En algunos casos hay que relacionar los resultados con el estudio etnobotánico. Por ejemplo,
durante un screening de actividad antiherpética, el extracto acuoso de la especie Gamochaeta
simplicicaulis presentó sólo un 14% de inhibición de crecimiento frente al virus HSV-1 (herpes
simplex virus tipo 1) en cultivos de células VERO. Este resultado parcial hubiera desalentado
estudios posteriores. Sin embargo los estudios etnobotánicos daban cuenta de un amplio
empleo de esa planta como antiviral. Cambiando el método, se observó que si el extracto era
administrado al mismo tiempo que el inóculo del virus en las células de cultivo, la inhibición
era del 99%. De ahí se infiere que el extracto actúa por inhibición en la adsorción del virus a la
célula y no tanto por ser tóxico viral directo. Los estudios posteriores determinaron el
aislamiento de un polisacárido aniónico con actividad antiherpética.

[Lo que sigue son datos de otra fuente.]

use bytes::{Bytes, BytesMut};
use plaza_core::PeerId;
use tracing::{debug, info, warn};

/// A fully reassembled inbound file.
#[derive(Debug, Clone, PartialEq)]
pub struct ReceivedFile {
    pub data: Bytes,
    pub options: serde_json::Value,
}

#[derive(Debug, Clone, PartialEq)]
pub enum ReceiveEvent {
    /// Fraction of the declared size received so far.
    Progress(f64),
    Completed(ReceivedFile),
}

/// Inbound transfer announced by a `start` frame.
#[derive(Debug)]
pub struct FileTransferSession {
    expected: u64,
    received: u64,
    chunks: Vec<Bytes>,
    chunk_count: u32,
    options: serde_json::Value,
    overrun_reported: bool,
}

impl FileTransferSession {
    fn new(expected: u64, options: serde_json::Value) -> Self {
        Self {
            expected,
            received: 0,
            chunks: Vec::new(),
            chunk_count: 0,
            options,
            overrun_reported: false,
        }
    }

    pub fn expected_len(&self) -> u64 {
        self.expected
    }

    pub fn received_len(&self) -> u64 {
        self.received
    }

    fn assemble(self) -> ReceivedFile {
        let mut data = BytesMut::with_capacity(self.received as usize);
        for chunk in self.chunks {
            data.extend_from_slice(&chunk);
        }
        ReceivedFile {
            data: data.freeze(),
            options: self.options,
        }
    }
}

/// Reassembles the raw chunk stream of one peer's file-transfer channel.
///
/// Chunks carry no framing, so the only completion signal is the running
/// byte count reaching the size declared by `start`. A stream that overshoots
/// never completes.
pub struct FileReceiver {
    peer_id: PeerId,
    progress_every: u32,
    session: Option<FileTransferSession>,
}

impl FileReceiver {
    pub fn new(peer_id: PeerId, progress_every: u32) -> Self {
        Self {
            peer_id,
            progress_every: progress_every.max(1),
            session: None,
        }
    }

    pub fn session(&self) -> Option<&FileTransferSession> {
        self.session.as_ref()
    }

    /// Opens a session for an announced file. An empty file completes at once.
    pub fn on_start_requested(
        &mut self,
        file_size: u64,
        options: serde_json::Value,
    ) -> Option<ReceiveEvent> {
        debug!(
            "Peer {} requests to send a file of {} bytes",
            self.peer_id, file_size
        );

        if let Some(old) = self.session.take() {
            warn!(
                "Peer {} restarted a transfer; discarding {}/{} bytes",
                self.peer_id, old.received, old.expected
            );
        }

        let session = FileTransferSession::new(file_size, options);
        if file_size == 0 {
            return Some(ReceiveEvent::Completed(session.assemble()));
        }
        self.session = Some(session);
        None
    }

    pub fn on_receive_chunk(&mut self, chunk: Bytes) -> Vec<ReceiveEvent> {
        let mut events = Vec::new();

        let Some(session) = self.session.as_mut() else {
            warn!(
                "Dropping {} byte chunk from {}: no transfer in progress",
                chunk.len(),
                self.peer_id
            );
            return events;
        };

        session.received += chunk.len() as u64;
        session.chunks.push(chunk);
        session.chunk_count += 1;

        if session.chunk_count % self.progress_every == 0 {
            events.push(ReceiveEvent::Progress(
                session.received as f64 / session.expected as f64,
            ));
        }

        if session.received == session.expected {
            info!(
                "Finished receiving file from {} ({} bytes)",
                self.peer_id, session.expected
            );
            if let Some(session) = self.session.take() {
                events.push(ReceiveEvent::Completed(session.assemble()));
            }
        } else if session.received > session.expected && !session.overrun_reported {
            session.overrun_reported = true;
            warn!(
                "Peer {} sent {} bytes but announced {}; transfer will not complete",
                self.peer_id, session.received, session.expected
            );
        }

        events
    }
}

Por último, cabe señalar que los aceites esenciales de las plantas suelen ser las moléculas más
activas como inhibitorias del crecimiento de gérmenes, de ahí que se hayan creado
Aromatogramas, como métodos de investigación in vitro, similares a los Antibiogramas. Un
caso interesante, es el aceite de tea tree (Melaleuca alternifolia) y su eficacia sobre Escherichia
coli vancomicina resistente, o frente a Candida albicans fluconazol-resistente.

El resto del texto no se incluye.